# Work item
Keep only the lines from the start of the data through the line containing "an update operation.", and output them exactly.

(Stored dataset items)
++++++
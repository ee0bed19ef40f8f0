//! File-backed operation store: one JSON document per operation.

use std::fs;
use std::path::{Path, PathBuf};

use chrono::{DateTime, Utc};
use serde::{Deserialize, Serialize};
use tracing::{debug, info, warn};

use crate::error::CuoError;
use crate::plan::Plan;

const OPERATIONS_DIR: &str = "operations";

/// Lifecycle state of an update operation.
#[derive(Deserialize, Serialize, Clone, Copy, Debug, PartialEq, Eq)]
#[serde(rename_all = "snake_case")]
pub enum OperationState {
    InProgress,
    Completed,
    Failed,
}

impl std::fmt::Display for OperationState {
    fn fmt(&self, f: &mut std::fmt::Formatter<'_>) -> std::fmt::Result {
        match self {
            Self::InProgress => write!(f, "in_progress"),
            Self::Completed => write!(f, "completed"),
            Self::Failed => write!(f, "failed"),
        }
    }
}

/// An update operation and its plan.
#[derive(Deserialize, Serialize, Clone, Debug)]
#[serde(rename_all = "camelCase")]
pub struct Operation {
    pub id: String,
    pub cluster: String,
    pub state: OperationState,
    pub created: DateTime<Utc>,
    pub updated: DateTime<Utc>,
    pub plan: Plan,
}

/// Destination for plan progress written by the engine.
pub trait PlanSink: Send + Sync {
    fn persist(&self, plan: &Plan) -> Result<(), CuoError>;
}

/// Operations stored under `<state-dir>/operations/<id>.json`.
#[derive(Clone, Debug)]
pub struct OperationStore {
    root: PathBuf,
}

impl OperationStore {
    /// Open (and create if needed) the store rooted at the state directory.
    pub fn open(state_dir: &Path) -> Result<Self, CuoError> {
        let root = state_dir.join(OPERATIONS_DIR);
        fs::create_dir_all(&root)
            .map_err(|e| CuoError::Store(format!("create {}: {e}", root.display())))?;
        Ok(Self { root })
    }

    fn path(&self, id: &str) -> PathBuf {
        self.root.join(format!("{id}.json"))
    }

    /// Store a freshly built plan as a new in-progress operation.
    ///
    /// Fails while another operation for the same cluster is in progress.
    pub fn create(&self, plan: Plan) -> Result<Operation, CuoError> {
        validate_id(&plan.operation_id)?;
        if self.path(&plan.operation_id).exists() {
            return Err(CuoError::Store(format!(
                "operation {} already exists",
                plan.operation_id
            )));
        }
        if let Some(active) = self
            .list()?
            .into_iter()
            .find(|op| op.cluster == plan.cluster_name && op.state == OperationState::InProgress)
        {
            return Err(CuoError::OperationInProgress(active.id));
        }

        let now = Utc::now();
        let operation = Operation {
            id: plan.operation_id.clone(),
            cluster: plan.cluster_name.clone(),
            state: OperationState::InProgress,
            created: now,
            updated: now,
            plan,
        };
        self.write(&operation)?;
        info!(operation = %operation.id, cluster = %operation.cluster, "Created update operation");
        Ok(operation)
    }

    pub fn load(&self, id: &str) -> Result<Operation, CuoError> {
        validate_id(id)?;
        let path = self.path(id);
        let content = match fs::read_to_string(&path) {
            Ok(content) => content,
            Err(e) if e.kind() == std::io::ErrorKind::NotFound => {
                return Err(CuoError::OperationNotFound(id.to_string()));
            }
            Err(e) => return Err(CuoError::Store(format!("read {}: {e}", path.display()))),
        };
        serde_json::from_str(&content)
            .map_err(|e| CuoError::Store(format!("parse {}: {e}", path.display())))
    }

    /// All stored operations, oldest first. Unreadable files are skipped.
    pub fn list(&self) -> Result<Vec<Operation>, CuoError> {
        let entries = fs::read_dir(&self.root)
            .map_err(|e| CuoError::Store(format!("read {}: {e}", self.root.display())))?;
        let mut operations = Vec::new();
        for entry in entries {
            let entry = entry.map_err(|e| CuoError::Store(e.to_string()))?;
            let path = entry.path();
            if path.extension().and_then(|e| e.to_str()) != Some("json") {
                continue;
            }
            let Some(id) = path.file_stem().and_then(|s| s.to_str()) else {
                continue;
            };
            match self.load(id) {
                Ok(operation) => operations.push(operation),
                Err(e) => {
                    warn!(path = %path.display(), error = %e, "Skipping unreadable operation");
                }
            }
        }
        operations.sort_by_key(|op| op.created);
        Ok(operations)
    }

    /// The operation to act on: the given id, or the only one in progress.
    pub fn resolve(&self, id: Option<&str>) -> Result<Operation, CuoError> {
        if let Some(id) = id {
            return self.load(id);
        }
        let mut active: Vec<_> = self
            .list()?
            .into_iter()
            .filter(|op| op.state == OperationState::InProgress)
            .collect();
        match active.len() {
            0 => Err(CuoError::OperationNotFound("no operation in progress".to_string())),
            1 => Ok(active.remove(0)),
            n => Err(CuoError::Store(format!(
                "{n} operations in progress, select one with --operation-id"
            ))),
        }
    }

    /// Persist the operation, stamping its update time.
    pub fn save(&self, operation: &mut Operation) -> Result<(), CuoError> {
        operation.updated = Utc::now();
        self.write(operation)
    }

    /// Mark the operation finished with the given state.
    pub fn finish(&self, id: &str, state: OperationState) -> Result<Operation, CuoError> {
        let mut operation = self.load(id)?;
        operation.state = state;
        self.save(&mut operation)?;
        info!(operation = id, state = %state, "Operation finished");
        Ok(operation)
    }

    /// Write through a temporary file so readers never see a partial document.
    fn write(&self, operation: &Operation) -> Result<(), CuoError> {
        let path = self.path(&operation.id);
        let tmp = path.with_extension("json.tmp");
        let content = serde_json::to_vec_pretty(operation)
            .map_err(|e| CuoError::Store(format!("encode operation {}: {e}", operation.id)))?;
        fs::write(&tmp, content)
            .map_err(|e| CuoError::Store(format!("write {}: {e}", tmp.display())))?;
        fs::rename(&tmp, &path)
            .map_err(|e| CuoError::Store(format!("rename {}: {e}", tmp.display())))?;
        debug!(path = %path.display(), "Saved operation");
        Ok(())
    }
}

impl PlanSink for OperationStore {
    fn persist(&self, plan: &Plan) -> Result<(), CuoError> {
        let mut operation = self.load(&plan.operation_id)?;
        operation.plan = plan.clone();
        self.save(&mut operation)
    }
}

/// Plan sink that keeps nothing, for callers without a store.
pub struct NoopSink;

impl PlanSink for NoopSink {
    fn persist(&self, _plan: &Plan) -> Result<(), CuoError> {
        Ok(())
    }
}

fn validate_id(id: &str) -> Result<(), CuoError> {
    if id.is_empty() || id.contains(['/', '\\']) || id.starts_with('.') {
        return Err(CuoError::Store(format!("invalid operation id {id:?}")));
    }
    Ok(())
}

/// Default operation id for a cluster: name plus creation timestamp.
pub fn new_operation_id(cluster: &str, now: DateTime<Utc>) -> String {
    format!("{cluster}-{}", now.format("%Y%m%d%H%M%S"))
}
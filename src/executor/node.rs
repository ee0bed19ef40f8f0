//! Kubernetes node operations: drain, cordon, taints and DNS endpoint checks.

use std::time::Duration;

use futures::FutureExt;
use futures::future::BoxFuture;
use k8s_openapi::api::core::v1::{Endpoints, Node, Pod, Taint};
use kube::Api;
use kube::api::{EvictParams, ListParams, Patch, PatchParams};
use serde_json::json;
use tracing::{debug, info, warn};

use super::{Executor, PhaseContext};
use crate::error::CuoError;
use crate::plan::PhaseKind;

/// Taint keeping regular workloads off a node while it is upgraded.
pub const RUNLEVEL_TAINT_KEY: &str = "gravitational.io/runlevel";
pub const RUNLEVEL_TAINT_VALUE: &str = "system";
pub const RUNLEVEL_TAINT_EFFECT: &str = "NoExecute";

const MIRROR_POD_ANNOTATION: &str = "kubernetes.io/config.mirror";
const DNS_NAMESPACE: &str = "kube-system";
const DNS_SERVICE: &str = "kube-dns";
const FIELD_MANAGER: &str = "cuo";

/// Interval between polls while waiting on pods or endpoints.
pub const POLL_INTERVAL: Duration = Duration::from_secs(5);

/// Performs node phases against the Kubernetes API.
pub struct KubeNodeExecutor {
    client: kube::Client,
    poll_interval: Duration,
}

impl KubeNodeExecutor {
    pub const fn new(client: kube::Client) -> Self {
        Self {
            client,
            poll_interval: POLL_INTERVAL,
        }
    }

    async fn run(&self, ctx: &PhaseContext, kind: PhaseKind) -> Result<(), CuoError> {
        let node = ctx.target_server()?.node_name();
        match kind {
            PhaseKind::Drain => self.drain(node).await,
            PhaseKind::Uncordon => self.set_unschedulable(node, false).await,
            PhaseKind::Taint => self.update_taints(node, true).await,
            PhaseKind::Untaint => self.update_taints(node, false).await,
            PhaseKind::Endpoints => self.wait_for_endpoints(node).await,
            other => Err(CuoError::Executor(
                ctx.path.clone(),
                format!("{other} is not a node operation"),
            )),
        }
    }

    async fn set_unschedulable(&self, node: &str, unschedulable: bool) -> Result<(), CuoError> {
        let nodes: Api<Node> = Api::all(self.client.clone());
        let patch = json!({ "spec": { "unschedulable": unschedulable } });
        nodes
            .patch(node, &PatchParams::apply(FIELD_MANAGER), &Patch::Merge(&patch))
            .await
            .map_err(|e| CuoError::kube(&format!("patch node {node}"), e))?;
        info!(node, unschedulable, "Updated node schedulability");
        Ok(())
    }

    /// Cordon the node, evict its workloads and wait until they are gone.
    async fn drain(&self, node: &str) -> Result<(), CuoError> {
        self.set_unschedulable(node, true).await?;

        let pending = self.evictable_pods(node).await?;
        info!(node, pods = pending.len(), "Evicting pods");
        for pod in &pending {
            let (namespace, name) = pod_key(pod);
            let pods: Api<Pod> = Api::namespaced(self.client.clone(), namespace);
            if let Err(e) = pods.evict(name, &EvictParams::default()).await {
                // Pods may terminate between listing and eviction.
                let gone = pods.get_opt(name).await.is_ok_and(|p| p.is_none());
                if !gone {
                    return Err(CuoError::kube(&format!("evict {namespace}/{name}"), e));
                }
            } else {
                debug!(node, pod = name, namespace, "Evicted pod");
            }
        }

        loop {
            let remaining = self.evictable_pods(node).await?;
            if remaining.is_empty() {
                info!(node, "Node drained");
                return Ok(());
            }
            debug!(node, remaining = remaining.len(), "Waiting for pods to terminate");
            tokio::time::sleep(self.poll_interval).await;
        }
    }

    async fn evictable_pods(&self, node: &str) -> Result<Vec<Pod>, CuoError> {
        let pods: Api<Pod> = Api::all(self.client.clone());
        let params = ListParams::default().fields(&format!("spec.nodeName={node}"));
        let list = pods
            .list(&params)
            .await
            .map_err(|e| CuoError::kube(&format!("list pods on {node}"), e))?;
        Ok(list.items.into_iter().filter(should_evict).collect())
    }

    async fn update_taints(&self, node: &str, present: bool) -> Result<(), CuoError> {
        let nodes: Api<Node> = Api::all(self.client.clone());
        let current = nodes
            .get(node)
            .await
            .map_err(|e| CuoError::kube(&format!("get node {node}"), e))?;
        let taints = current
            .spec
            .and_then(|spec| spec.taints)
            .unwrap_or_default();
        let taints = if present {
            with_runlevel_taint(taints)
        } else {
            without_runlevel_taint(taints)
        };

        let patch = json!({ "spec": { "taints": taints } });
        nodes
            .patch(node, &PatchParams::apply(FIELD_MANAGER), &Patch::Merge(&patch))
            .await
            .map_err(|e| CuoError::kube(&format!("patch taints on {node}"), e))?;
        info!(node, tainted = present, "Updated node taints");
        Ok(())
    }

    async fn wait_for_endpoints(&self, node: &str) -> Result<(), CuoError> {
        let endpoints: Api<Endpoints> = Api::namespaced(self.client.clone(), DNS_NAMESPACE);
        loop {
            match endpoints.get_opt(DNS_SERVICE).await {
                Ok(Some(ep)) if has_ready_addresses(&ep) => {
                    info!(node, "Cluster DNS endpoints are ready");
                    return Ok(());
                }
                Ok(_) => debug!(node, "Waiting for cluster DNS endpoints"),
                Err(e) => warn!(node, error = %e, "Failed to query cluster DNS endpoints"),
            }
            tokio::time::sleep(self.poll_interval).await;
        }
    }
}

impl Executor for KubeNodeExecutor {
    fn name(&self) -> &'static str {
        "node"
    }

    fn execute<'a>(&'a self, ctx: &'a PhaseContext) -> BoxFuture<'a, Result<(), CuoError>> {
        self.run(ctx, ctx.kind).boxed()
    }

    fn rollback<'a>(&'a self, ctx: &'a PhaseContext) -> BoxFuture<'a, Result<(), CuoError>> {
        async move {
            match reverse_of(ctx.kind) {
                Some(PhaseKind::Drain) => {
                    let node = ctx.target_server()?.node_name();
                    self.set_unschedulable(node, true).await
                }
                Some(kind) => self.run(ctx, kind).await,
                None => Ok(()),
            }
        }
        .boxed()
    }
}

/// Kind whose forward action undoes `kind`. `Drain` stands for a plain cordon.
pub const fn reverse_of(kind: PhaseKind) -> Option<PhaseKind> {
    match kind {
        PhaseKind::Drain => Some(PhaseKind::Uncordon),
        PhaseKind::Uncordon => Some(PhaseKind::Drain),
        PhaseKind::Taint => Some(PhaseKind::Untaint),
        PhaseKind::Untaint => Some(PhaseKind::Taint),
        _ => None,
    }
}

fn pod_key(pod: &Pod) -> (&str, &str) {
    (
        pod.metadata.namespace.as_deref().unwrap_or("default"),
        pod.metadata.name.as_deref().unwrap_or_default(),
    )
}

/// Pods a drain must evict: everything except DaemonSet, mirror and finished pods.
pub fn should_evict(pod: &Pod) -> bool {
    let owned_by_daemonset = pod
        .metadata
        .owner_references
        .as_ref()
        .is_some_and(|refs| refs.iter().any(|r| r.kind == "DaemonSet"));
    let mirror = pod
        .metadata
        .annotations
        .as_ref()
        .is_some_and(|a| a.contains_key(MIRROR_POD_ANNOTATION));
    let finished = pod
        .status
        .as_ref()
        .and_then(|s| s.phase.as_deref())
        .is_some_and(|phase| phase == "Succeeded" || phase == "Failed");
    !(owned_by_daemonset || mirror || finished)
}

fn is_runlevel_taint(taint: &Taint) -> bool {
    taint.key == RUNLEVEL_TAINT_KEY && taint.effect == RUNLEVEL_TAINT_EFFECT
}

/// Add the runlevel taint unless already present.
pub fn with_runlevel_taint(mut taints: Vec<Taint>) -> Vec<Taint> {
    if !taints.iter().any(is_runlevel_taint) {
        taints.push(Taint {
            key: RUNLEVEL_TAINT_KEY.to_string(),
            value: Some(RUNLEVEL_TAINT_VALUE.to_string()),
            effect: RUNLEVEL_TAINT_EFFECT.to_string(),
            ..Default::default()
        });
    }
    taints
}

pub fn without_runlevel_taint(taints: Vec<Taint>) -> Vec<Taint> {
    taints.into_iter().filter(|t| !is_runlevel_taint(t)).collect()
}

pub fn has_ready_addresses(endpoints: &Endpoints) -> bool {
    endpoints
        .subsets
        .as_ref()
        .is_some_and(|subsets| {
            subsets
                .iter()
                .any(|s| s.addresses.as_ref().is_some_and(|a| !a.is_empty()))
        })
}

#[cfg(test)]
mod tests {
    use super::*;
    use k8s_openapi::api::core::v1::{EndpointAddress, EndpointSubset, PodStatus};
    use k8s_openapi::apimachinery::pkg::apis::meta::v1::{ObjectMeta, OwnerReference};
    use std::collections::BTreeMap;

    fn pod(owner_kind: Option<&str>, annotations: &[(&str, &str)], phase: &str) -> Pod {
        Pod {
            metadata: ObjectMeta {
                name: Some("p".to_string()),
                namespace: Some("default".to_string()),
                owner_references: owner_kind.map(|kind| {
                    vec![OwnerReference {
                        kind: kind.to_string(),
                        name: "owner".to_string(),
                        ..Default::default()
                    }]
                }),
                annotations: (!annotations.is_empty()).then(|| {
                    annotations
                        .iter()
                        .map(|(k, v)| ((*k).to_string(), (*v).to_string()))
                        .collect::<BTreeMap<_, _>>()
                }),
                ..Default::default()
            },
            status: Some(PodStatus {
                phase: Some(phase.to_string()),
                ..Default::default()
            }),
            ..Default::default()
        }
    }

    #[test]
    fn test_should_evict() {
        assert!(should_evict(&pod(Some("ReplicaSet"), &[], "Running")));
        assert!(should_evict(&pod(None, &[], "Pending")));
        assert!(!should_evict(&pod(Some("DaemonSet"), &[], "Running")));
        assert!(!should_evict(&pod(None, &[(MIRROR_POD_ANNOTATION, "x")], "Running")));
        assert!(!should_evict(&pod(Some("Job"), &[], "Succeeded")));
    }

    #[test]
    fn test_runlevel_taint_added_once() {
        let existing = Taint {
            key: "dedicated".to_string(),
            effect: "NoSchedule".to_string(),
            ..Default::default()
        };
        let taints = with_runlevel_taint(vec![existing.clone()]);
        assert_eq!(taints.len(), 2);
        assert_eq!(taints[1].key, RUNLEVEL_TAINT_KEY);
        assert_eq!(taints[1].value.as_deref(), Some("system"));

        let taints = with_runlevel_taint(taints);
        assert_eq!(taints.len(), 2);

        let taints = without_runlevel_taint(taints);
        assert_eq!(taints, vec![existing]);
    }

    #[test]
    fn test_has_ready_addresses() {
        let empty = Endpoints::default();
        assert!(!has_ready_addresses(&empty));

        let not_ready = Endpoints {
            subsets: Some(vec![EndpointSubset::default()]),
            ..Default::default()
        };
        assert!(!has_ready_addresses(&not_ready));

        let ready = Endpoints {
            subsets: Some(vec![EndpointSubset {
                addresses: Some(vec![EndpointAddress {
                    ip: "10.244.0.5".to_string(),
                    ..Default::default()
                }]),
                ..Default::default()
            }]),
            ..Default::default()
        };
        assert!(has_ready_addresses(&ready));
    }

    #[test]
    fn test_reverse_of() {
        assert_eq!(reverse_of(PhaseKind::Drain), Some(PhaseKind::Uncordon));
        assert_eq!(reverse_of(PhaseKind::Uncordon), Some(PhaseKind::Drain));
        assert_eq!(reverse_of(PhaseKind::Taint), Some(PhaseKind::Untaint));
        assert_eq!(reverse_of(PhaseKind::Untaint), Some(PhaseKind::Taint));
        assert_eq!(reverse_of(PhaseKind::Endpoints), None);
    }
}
++++++
# Response to the exercise
repository ee0bed19ef40f8f0
//! File-backed operation store: one JSON document per operation.

use std::fs;
use std::path::{Path, PathBuf};

use chrono::{DateTime, Utc};
use serde::{Deserialize, Serialize};
use tracing::{debug, info, warn};

use crate::error::CuoError;
use crate::plan::Plan;

const OPERATIONS_DIR: &str = "operations";

/// Lifecycle state of an update operation.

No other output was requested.